What to do
A complete, exact retyping of the data below is required.
....
//! Raw environmental signals reported by the host surface.

use std::fmt;

use serde::{Deserialize, Serialize};

/// A raw environmental occurrence, with per-variant context where the
/// surface provides it (the specific blocked key).
#[derive(Clone, Debug, PartialEq, Eq, Serialize, Deserialize)]
#[serde(tag = "kind", rename_all = "kebab-case")]
pub enum Signal {
    /// Page visibility changed to hidden (tab switch or minimize).
    TabHidden,
    /// Window lost focus.
    WindowBlur,
    /// Window regained focus.
    WindowFocusRegained,
    /// Mouse cursor left the assessment viewport.
    MouseLeftViewport,
    /// Context menu requested; the default action was suppressed.
    ContextMenuAttempt,
    CopyAttempt,
    PasteAttempt,
    /// A key combination from the blocked-shortcut catalog was pressed.
    BlockedShortcut { key: String },
    /// Viewport-delta heuristic fired (see [`crate::devtools`]).
    DevtoolsSuspected,
    FullscreenExited,
    /// Page unload attempted; the surface shows a confirmation prompt.
    NavigationAttempted,
    MonitoringStarted,
    MonitoringStopped,
}

impl Signal {
    /// Fieldless discriminant for catalog lookups.
    pub fn kind(&self) -> SignalKind {
        match self {
            Signal::TabHidden => SignalKind::TabHidden,
            Signal::WindowBlur => SignalKind::WindowBlur,
            Signal::WindowFocusRegained => SignalKind::WindowFocusRegained,
            Signal::MouseLeftViewport => SignalKind::MouseLeftViewport,
            Signal::ContextMenuAttempt => SignalKind::ContextMenuAttempt,
            Signal::CopyAttempt => SignalKind::CopyAttempt,
            Signal::PasteAttempt => SignalKind::PasteAttempt,
            Signal::BlockedShortcut { .. } => SignalKind::BlockedShortcut,
            Signal::DevtoolsSuspected => SignalKind::DevtoolsSuspected,
            Signal::FullscreenExited => SignalKind::FullscreenExited,
            Signal::NavigationAttempted => SignalKind::NavigationAttempted,
            Signal::MonitoringStarted => SignalKind::MonitoringStarted,
            Signal::MonitoringStopped => SignalKind::MonitoringStopped,
        }
    }
}

/// Discriminant of [`Signal`], used as the severity-table key and in
/// event records.
#[derive(Clone, Copy, Debug, PartialEq, Eq, Hash, Serialize, Deserialize)]
#[serde(rename_all = "kebab-case")]
pub enum SignalKind {
    TabHidden,
    WindowBlur,
    WindowFocusRegained,
    MouseLeftViewport,
    ContextMenuAttempt,
    CopyAttempt,
    PasteAttempt,
    BlockedShortcut,
    DevtoolsSuspected,
    FullscreenExited,
    NavigationAttempted,
    MonitoringStarted,
    MonitoringStopped,
}

impl SignalKind {
    /// Every catalog entry, in table order.
    pub const ALL: [SignalKind; 13] = [
        SignalKind::TabHidden,
        SignalKind::WindowBlur,
        SignalKind::WindowFocusRegained,
        SignalKind::MouseLeftViewport,
        SignalKind::ContextMenuAttempt,
        SignalKind::CopyAttempt,
        SignalKind::PasteAttempt,
        SignalKind::BlockedShortcut,
        SignalKind::DevtoolsSuspected,
        SignalKind::FullscreenExited,
        SignalKind::NavigationAttempted,
        SignalKind::MonitoringStarted,
        SignalKind::MonitoringStopped,
    ];

    pub fn as_str(&self) -> &'static str {
        match self {
            SignalKind::TabHidden => "tab-hidden",
            SignalKind::WindowBlur => "window-blur",
            SignalKind::WindowFocusRegained => "window-focus-regained",
            SignalKind::MouseLeftViewport => "mouse-left-viewport",
            SignalKind::ContextMenuAttempt => "context-menu-attempt",
            SignalKind::CopyAttempt => "copy-attempt",
            SignalKind::PasteAttempt => "paste-attempt",
            SignalKind::BlockedShortcut => "blocked-shortcut",
            SignalKind::DevtoolsSuspected => "devtools-suspected",
            SignalKind::FullscreenExited => "fullscreen-exited",
            SignalKind::NavigationAttempted => "navigation-attempted",
            SignalKind::MonitoringStarted => "monitoring-started",
            SignalKind::MonitoringStopped => "monitoring-stopped",
        }
    }
}

impl fmt::Display for SignalKind {
    fn fmt(&self, f: &mut fmt::Formatter<'_>) -> fmt::Result {
        f.write_str(self.as_str())
    }
}

#[cfg(test)]
mod tests {
    use super::*;

    #[test]
    fn kind_roundtrip_covers_catalog() {
        let shortcut = Signal::BlockedShortcut {
            key: "Ctrl+U".into(),
        };
        assert_eq!(shortcut.kind(), SignalKind::BlockedShortcut);
        assert_eq!(SignalKind::ALL.len(), 13);
    }

    #[test]
    fn kebab_case_names() {
        assert_eq!(SignalKind::TabHidden.to_string(), "tab-hidden");
        assert_eq!(
            SignalKind::WindowFocusRegained.to_string(),
            "window-focus-regained"
        );
    }
}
....
Solution to this problem
//! Raw environmental signals reported by the host surface.

use std::fmt;

use serde::{Deserialize, Serialize};

/// A raw environmental occurrence, with per-variant context where the
/// surface provides it (the specific blocked key).
#[derive(Clone, Debug, PartialEq, Eq, Serialize, Deserialize)]
#[serde(tag = "kind", rename_all = "kebab-case")]
pub enum Signal {
    /// Page visibility changed to hidden (tab switch or minimize).
    TabHidden,
    /// Window lost focus.
    WindowBlur,
    /// Window regained focus.
    WindowFocusRegained,
    /// Mouse cursor left the assessment viewport.
    MouseLeftViewport,
    /// Context menu requested; the default action was suppressed.
    ContextMenuAttempt,
    CopyAttempt,
    PasteAttempt,
    /// A key combination from the blocked-shortcut catalog was pressed.
    BlockedShortcut { key: String },
    /// Viewport-delta heuristic fired (see [`crate::devtools`]).
    DevtoolsSuspected,
    FullscreenExited,
    /// Page unload attempted; the surface shows a confirmation prompt.
    NavigationAttempted,
    MonitoringStarted,
    MonitoringStopped,
}

impl Signal {
    /// Fieldless discriminant for catalog lookups.
    pub fn kind(&self) -> SignalKind {
        match self {
            Signal::TabHidden => SignalKind::TabHidden,
            Signal::WindowBlur => SignalKind::WindowBlur,
            Signal::WindowFocusRegained => SignalKind::WindowFocusRegained,
            Signal::MouseLeftViewport => SignalKind::MouseLeftViewport,
            Signal::ContextMenuAttempt => SignalKind::ContextMenuAttempt,
            Signal::CopyAttempt => SignalKind::CopyAttempt,
            Signal::PasteAttempt => SignalKind::PasteAttempt,
            Signal::BlockedShortcut { .. } => SignalKind::BlockedShortcut,
            Signal::DevtoolsSuspected => SignalKind::DevtoolsSuspected,
            Signal::FullscreenExited => SignalKind::FullscreenExited,
            Signal::NavigationAttempted => SignalKind::NavigationAttempted,
            Signal::MonitoringStarted => SignalKind::MonitoringStarted,
            Signal::MonitoringStopped => SignalKind::MonitoringStopped,
        }
    }
}

/// Discriminant of [`Signal`], used as the severity-table key and in
/// event records.
#[derive(Clone, Copy, Debug, PartialEq, Eq, Hash, Serialize, Deserialize)]
#[serde(rename_all = "kebab-case")]
pub enum SignalKind {
    TabHidden,
    WindowBlur,
    WindowFocusRegained,
    MouseLeftViewport,
    ContextMenuAttempt,
    CopyAttempt,
    PasteAttempt,
    BlockedShortcut,
    DevtoolsSuspected,
    FullscreenExited,
    NavigationAttempted,
    MonitoringStarted,
    MonitoringStopped,
}

impl SignalKind {
    /// Every catalog entry, in table order.
    pub const ALL: [SignalKind; 13] = [
        SignalKind::TabHidden,
        SignalKind::WindowBlur,
        SignalKind::WindowFocusRegained,
        SignalKind::MouseLeftViewport,
        SignalKind::ContextMenuAttempt,
        SignalKind::CopyAttempt,
        SignalKind::PasteAttempt,
        SignalKind::BlockedShortcut,
        SignalKind::DevtoolsSuspected,
        SignalKind::FullscreenExited,
        SignalKind::NavigationAttempted,
        SignalKind::MonitoringStarted,
        SignalKind::MonitoringStopped,
    ];

    pub fn as_str(&self) -> &'static str {
        match self {
            SignalKind::TabHidden => "tab-hidden",
            SignalKind::WindowBlur => "window-blur",
            SignalKind::WindowFocusRegained => "window-focus-regained",
            SignalKind::MouseLeftViewport => "mouse-left-viewport",
            SignalKind::ContextMenuAttempt => "context-menu-attempt",
            SignalKind::CopyAttempt => "copy-attempt",
            SignalKind::PasteAttempt => "paste-attempt",
            SignalKind::BlockedShortcut => "blocked-shortcut",
            SignalKind::DevtoolsSuspected => "devtools-suspected",
            SignalKind::FullscreenExited => "fullscreen-exited",
            SignalKind::NavigationAttempted => "navigation-attempted",
            SignalKind::MonitoringStarted => "monitoring-started",
            SignalKind::MonitoringStopped => "monitoring-stopped",
        }
    }
}

impl fmt::Display for SignalKind {
    fn fmt(&self, f: &mut fmt::Formatter<'_>) -> fmt::Result {
        f.write_str(self.as_str())
    }
}

#[cfg(test)]
mod tests {
    use super::*;

    #[test]
    fn kind_roundtrip_covers_catalog() {
        let shortcut = Signal::BlockedShortcut {
            key: "Ctrl+U".into(),
        };
        assert_eq!(shortcut.kind(), SignalKind::BlockedShortcut);
        assert_eq!(SignalKind::ALL.len(), 13);
    }

    #[test]
    fn kebab_case_names() {
        assert_eq!(SignalKind::TabHidden.to_string(), "tab-hidden");
        assert_eq!(
            SignalKind::WindowFocusRegained.to_string(),
            "window-focus-regained"
        );
    }
}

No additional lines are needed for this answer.